Wednesday, April 29, 2009

beautiful broken footsies

Two weeks ago I prayed for brokenness.
Almost two weeks ago (Thursday) I was running down the soccer field when my foot gave out on me. In an instant, a squish/pop/crackle/ick noise resounded all around me. I didn't claim it at first, I had to complete the play. Kicking the ball my foot flubbed (strange I thought to myself) - completing my stride I landed on my right foot. (OOEEEEKKKKKKKK! I think that gross noise was my foot.)

(ut oh, oh no, ut oh, on no I repeated under my breath the whole way off the field.)
No one took notice.
I hobbled away for help.
A friend came running and knew I was hurting.
I did not cry - I did not flinch.
My foot felt like mush and my heart was annoyed.
(Why now, huh? Why now? I'm SO SICk and tired of being sick! I just want to be healthy again!)

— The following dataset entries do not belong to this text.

//! In-process TTL cache using moka.
//!
//! TinyLFU admission, bounded entry count, and a per-entry TTL chosen by
//! the caller at insert time.

use moka::Expiry;
use moka::sync::Cache;
use querylens_core::CacheService;
use std::time::{Duration, Instant};

#[derive(Clone)]
struct CachedValue {
    value: serde_json::Value,
    ttl: Duration,
}

struct PerEntryTtl;

impl Expiry<String, CachedValue> for PerEntryTtl {
    fn expire_after_create(
        &self,
        _key: &String,
        value: &CachedValue,
        _created_at: Instant,
    ) -> Option<Duration> {
        Some(value.ttl)
    }

    fn expire_after_update(
        &self,
        _key: &String,
        value: &CachedValue,
        _updated_at: Instant,
        _duration_until_expiry: Option<Duration>,
    ) -> Option<Duration> {
        Some(value.ttl)
    }
}

/// Shared analysis cache for profiles and extraction results.
pub struct MokaCache {
    cache: Cache<String, CachedValue>,
}

impl MokaCache {
    pub fn new(max_entries: u64) -> Self {
        let cache = Cache::builder()
            .max_capacity(max_entries)
            .expire_after(PerEntryTtl)
            .build();
        Self { cache }
    }

    /// Number of entries currently in the cache (eventually consistent).
    pub fn len(&self) -> u64 {
        self.cache.entry_count()
    }

    pub fn is_empty(&self) -> bool {
        self.len() == 0
    }

    pub fn clear(&self) {
        self.cache.invalidate_all();
    }
}

impl CacheService for MokaCache {
    fn get(&self, key: &str) -> Option<serde_json::Value> {
        self.cache.get(key).map(|entry| entry.value)
    }

    fn set(&self, key: String, value: serde_json::Value, ttl: Duration) {
        self.cache.insert(key, CachedValue { value, ttl });
    }
}

#[cfg(test)]
mod tests {
    use super::*;
    use serde_json::json;

    #[test]
    fn insert_and_get() {
        let cache = MokaCache::new(100);
        cache.set("profile:abc".into(), json!({"intent": "trend"}), Duration::from_secs(60));
        assert_eq!(cache.get("profile:abc"), Some(json!({"intent": "trend"})));
    }

    #[test]
    fn miss_returns_none() {
        let cache = MokaCache::new(100);
        assert_eq!(cache.get("nonexistent"), None);
    }

    #[test]
    fn entries_expire_after_their_ttl() {
        let cache = MokaCache::new(100);
        cache.set("short".into(), json!(1), Duration::from_millis(30));
        cache.set("long".into(), json!(2), Duration::from_secs(60));
        std::thread::sleep(Duration::from_millis(80));
        assert_eq!(cache.get("short"), None);
        assert_eq!(cache.get("long"), Some(json!(2)));
    }

    #[test]
    fn clear_empties_cache() {
        let cache = MokaCache::new(100);
        cache.set("a".into(), json!(1), Duration::from_secs(60));
        cache.clear();
        assert_eq!(cache.get("a"), None);
    }
}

For the last three years of being at Bethany I've struggled with my health.
Sickness after injury, after sickness, after injury. It seems like the cycle never ends. It's weary, frustrating, and so full of praise and battle. God's breathed healing into my life many times and He's been more than faithful - and still I keep getting tested.

Two weeks ago was the beginning of my breaking point.
My feet have had a running tabulation of injuries, random ones over the last 2 years -- and one thing that resounds in my heart everytime is this: "how beautiful are the feet that bring the Good News"...
I'll tell you what, I don't feel like my feet are particularly beautiful when I can't walk on them, when they're swollen, bruised, blistered, beaten, weak, incapable of supporting me, stiff, or even broken.
Yet somehow...I feel like they're being prepared - being strengthened through this brokenness - being stretched through these periods of bruising.

I was in St. John last Thursday preparing to get my half-cast removed and a full cast secured on my once strong foot. (Another fun thing about these injuries is they rotate feet - nice, eh?)Waiting, waiting and waiting was followed by more waiting. It seemed like no one was willing to help me because I didn't have a hunk of cash to place in their hands. After skuddling around for over an hour with my insurance information - and making me 1 1/2 hours late for my appointment I was 20 minutes early to - I was signing paperwork to be seen by the doctor. Numerous apologies were being given - but in that hour of waiting I hit rock bottom.

I was broken at my core.
Hopeless almost - yet barely hanging on.
I knew there was Hope present - I was blinded to seeing it.
I knew there was Hope in the Healer - I was too weak to ask.
Yet as I crutched my way into the examination room - no wait necessary (to make up for the complications earlier) I sat on that table and thought - finally- I finally made it.

My friend prayed deep in her heart that this trip would not be in vain.
She prayed for Healing.
As they went to remove my half cast I started to help the guy unwrap the bandages - he looked me right in the eyes and said, "what are ya doing that for? let me cut it off, eh! You don't plan on keepin it for something do ya?"
I chuckled to myself, "No sir, I don't plan on keeping it...go for it."
The ties to this cast were severed and cut to bits.
I was able to wiggle my toes now - something I hadn't done in a week - and the purple tint and swelling had vanished from the time of our arrival.
The doctor decided I didn't need a cast because it would be a nuisance more than anything and that I should slowly work on applying weight and pressure to it.
I spent the next few days "weaning" off crutches.
It's hard for me to take it easy - but now I can walk with a bit of a hobble in my step.
There's still a significant amount of pain and soreness - yet I know my God is faithful. I can walk again. He picked me up in my brokenness and "set my feet to walking".

I've never cried so much - and wept in my life as I did during that week.
I've never felt more unable to express myself...
More incompetent - worthless- helpless- broken...

Praise God for stretching us...even the biggest, toughest muscles of all - like the heart! He is good!